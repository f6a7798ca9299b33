//! SSE fan-out.
//!
//! Each stream is an independent task that samples the snapshot sequence
//! at half the spectator interval and re-derives a per-camera view when it
//! moves. The world lock is never held across a network write; axum's
//! keep-alive inserts the `: keepalive` comment during idle stretches.

use std::convert::Infallible;
use std::time::Duration;

use axum::extract::{Query, State};
use axum::response::sse::{Event, KeepAlive, Sse};
use futures_util::stream::{self, Stream};
use serde::Deserialize;

use super::game::now_ms;
use super::AppState;
use crate::world::WorldSnapshot;

const HEARTBEAT_EVERY: Duration = Duration::from_secs(10);

#[derive(Debug, Deserialize)]
pub struct StreamQuery {
    pub sid: Option<String>,
}

fn derive_snapshot(app: &AppState, sid: Option<&str>) -> WorldSnapshot {
    match sid.and_then(|sid| app.sessions.get(sid)) {
        Some(session) => app.world.snapshot_for_camera(
            session.camera_x,
            session.camera_y,
            app.config.aoi_enabled,
            app.config.aoi_radius,
        ),
        None => app.world.snapshot(),
    }
}

/// `GET /game/stream?sid=...`
pub async fn stream_handler(
    State(app): State<AppState>,
    Query(query): Query<StreamQuery>,
) -> Sse<impl Stream<Item = Result<Event, Infallible>>> {
    if let Some(sid) = &query.sid {
        app.sessions.touch(sid, &app.config, now_ms());
    }

    let poll = Duration::from_millis((app.config.spectator_interval_ms() / 2).max(1));

    let frames = stream::unfold(
        (app, query.sid, 0u64),
        move |(app, sid, last_seq)| async move {
            loop {
                tokio::time::sleep(poll).await;
                let seq = app.seq.get();
                if seq == last_seq {
                    continue;
                }

                let snapshot = derive_snapshot(&app, sid.as_deref());
                let json = serde_json::to_string(&snapshot.to_protocol())
                    .expect("snapshot serializes to JSON");
                let event = Event::default().event("frame").data(json);
                return Some((Ok::<_, Infallible>(event), (app, sid, seq)));
            }
        },
    );

    Sse::new(frames).keep_alive(KeepAlive::new().interval(HEARTBEAT_EVERY).text("keepalive"))
}
//! Ordered-map storage implementation.
//!
//! Backs local development and every storage-facing test. Data lives in
//! `BTreeMap`s so scans come back in key order, matching how the backing
//! wide-column store pages through partitions.

use std::collections::BTreeMap;
use std::sync::Mutex;

use crate::models::{
    EconomyParams, EconomyPeriod, Settings, SnakeEvent, SnakeRecord, User, WorldChunk,
};
use crate::{Result, Storage, StorageConfig, StorageError};

#[derive(Default)]
struct Tables {
    users: BTreeMap<String, User>,
    snakes: BTreeMap<String, SnakeRecord>,
    world_chunks: BTreeMap<String, WorldChunk>,
    snake_events: Vec<SnakeEvent>,
    settings: BTreeMap<String, Settings>,
    economy_params: BTreeMap<String, EconomyParams>,
    economy_periods: BTreeMap<String, EconomyPeriod>,
}

/// In-memory store over the seven logical tables.
pub struct MemoryStorage {
    #[allow(dead_code)]
    config: StorageConfig,
    tables: Mutex<Tables>,
}

const ACTIVE_PARAMS_KEY: &str = "active";

impl MemoryStorage {
    pub fn new(config: StorageConfig) -> Self {
        Self {
            config,
            tables: Mutex::new(Tables::default()),
        }
    }

    /// Number of appended events, for tests and diagnostics.
    pub fn event_count(&self) -> usize {
        self.tables.lock().expect("storage lock").snake_events.len()
    }

    /// Copy of the event log, for tests and diagnostics.
    pub fn events(&self) -> Vec<SnakeEvent> {
        self.tables.lock().expect("storage lock").snake_events.clone()
    }

    fn lock(&self) -> std::sync::MutexGuard<'_, Tables> {
        self.tables.lock().expect("storage lock")
    }
}

impl Storage for MemoryStorage {
    fn list_users(&self) -> Result<Vec<User>> {
        Ok(self.lock().users.values().cloned().collect())
    }

    fn get_user_by_username(&self, username: &str) -> Result<Option<User>> {
        Ok(self
            .lock()
            .users
            .values()
            .find(|u| u.username == username)
            .cloned())
    }

    fn get_user_by_id(&self, user_id: &str) -> Result<Option<User>> {
        Ok(self.lock().users.get(user_id).cloned())
    }

    fn put_user(&self, user: &User) -> Result<()> {
        self.lock().users.insert(user.user_id.clone(), user.clone());
        Ok(())
    }

    fn list_snakes(&self) -> Result<Vec<SnakeRecord>> {
        Ok(self.lock().snakes.values().cloned().collect())
    }

    fn get_snake_by_id(&self, snake_id: &str) -> Result<Option<SnakeRecord>> {
        Ok(self.lock().snakes.get(snake_id).cloned())
    }

    fn put_snake(&self, snake: &SnakeRecord) -> Result<()> {
        self.lock()
            .snakes
            .insert(snake.snake_id.clone(), snake.clone());
        Ok(())
    }

    fn delete_snake(&self, snake_id: &str) -> Result<()> {
        self.lock().snakes.remove(snake_id);
        Ok(())
    }

    fn get_world_chunk(&self, chunk_id: &str) -> Result<Option<WorldChunk>> {
        Ok(self.lock().world_chunks.get(chunk_id).cloned())
    }

    fn put_world_chunk(&self, chunk: &WorldChunk) -> Result<()> {
        self.lock()
            .world_chunks
            .insert(chunk.chunk_id.clone(), chunk.clone());
        Ok(())
    }

    fn append_snake_event(&self, event: &SnakeEvent) -> Result<()> {
        self.lock().snake_events.push(event.clone());
        Ok(())
    }

    fn get_settings(&self, settings_id: &str) -> Result<Option<Settings>> {
        Ok(self.lock().settings.get(settings_id).cloned())
    }

    fn put_settings(&self, settings: &Settings) -> Result<()> {
        self.lock()
            .settings
            .insert(settings.settings_id.clone(), settings.clone());
        Ok(())
    }

    fn get_economy_params_active(&self) -> Result<Option<EconomyParams>> {
        Ok(self.lock().economy_params.get(ACTIVE_PARAMS_KEY).cloned())
    }

    fn put_economy_params_active_and_versioned(
        &self,
        params: &EconomyParams,
        updated_by: &str,
    ) -> Result<EconomyParams> {
        let mut tables = self.lock();

        let next_version = tables
            .economy_params
            .get(ACTIVE_PARAMS_KEY)
            .map(|active| active.version + 1)
            .unwrap_or_else(|| params.version.max(1));

        let mut stored = params.clone();
        stored.version = next_version;
        stored.updated_by = updated_by.to_string();

        tables
            .economy_params
            .insert(format!("ver#{next_version}"), stored.clone());
        tables
            .economy_params
            .insert(ACTIVE_PARAMS_KEY.to_string(), stored.clone());
        Ok(stored)
    }

    fn get_economy_period(&self, period_key: &str) -> Result<Option<EconomyPeriod>> {
        Ok(self.lock().economy_periods.get(period_key).cloned())
    }

    fn put_economy_period(&self, period: &EconomyPeriod) -> Result<()> {
        self.lock()
            .economy_periods
            .insert(period.period_key.clone(), period.clone());
        Ok(())
    }

    fn increment_user_balance(&self, user_id: &str, delta: i64) -> Result<i64> {
        let mut tables = self.lock();
        let user = tables
            .users
            .get_mut(user_id)
            .ok_or_else(|| StorageError::NotFound(format!("user {user_id}")))?;
        user.balance_mi += delta;
        Ok(user.balance_mi)
    }

    fn increment_economy_period_delta_m_buy(&self, period_key: &str, delta: i64) -> Result<i64> {
        let mut tables = self.lock();
        let period = tables
            .economy_periods
            .entry(period_key.to_string())
            .or_insert_with(|| EconomyPeriod {
                period_key: period_key.to_string(),
                ..EconomyPeriod::default()
            });
        period.delta_m_buy += delta;
        Ok(period.delta_m_buy)
    }

    fn health_check(&self) -> Result<()> {
        Ok(())
    }

    fn reset_for_dev(&self) -> Result<()> {
        let mut tables = self.lock();
        *tables = Tables::default();
        Ok(())
    }
}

__Activity__. Within the material above, the line with "-> Sse<impl Stream<Item" opens the range and the line with "let snapshot = derive_snapshot(&app, sid.as_deref());" closes it; reproduce that range word for word.

__Solution below__.
) -> Sse<impl Stream<Item = Result<Event, Infallible>>> {
    if let Some(sid) = &query.sid {
        app.sessions.touch(sid, &app.config, now_ms());
    }

    let poll = Duration::from_millis((app.config.spectator_interval_ms() / 2).max(1));

    let frames = stream::unfold(
        (app, query.sid, 0u64),
        move |(app, sid, last_seq)| async move {
            loop {
                tokio::time::sleep(poll).await;
                let seq = app.seq.get();
                if seq == last_seq {
                    continue;
                }

                let snapshot = derive_snapshot(&app, sid.as_deref());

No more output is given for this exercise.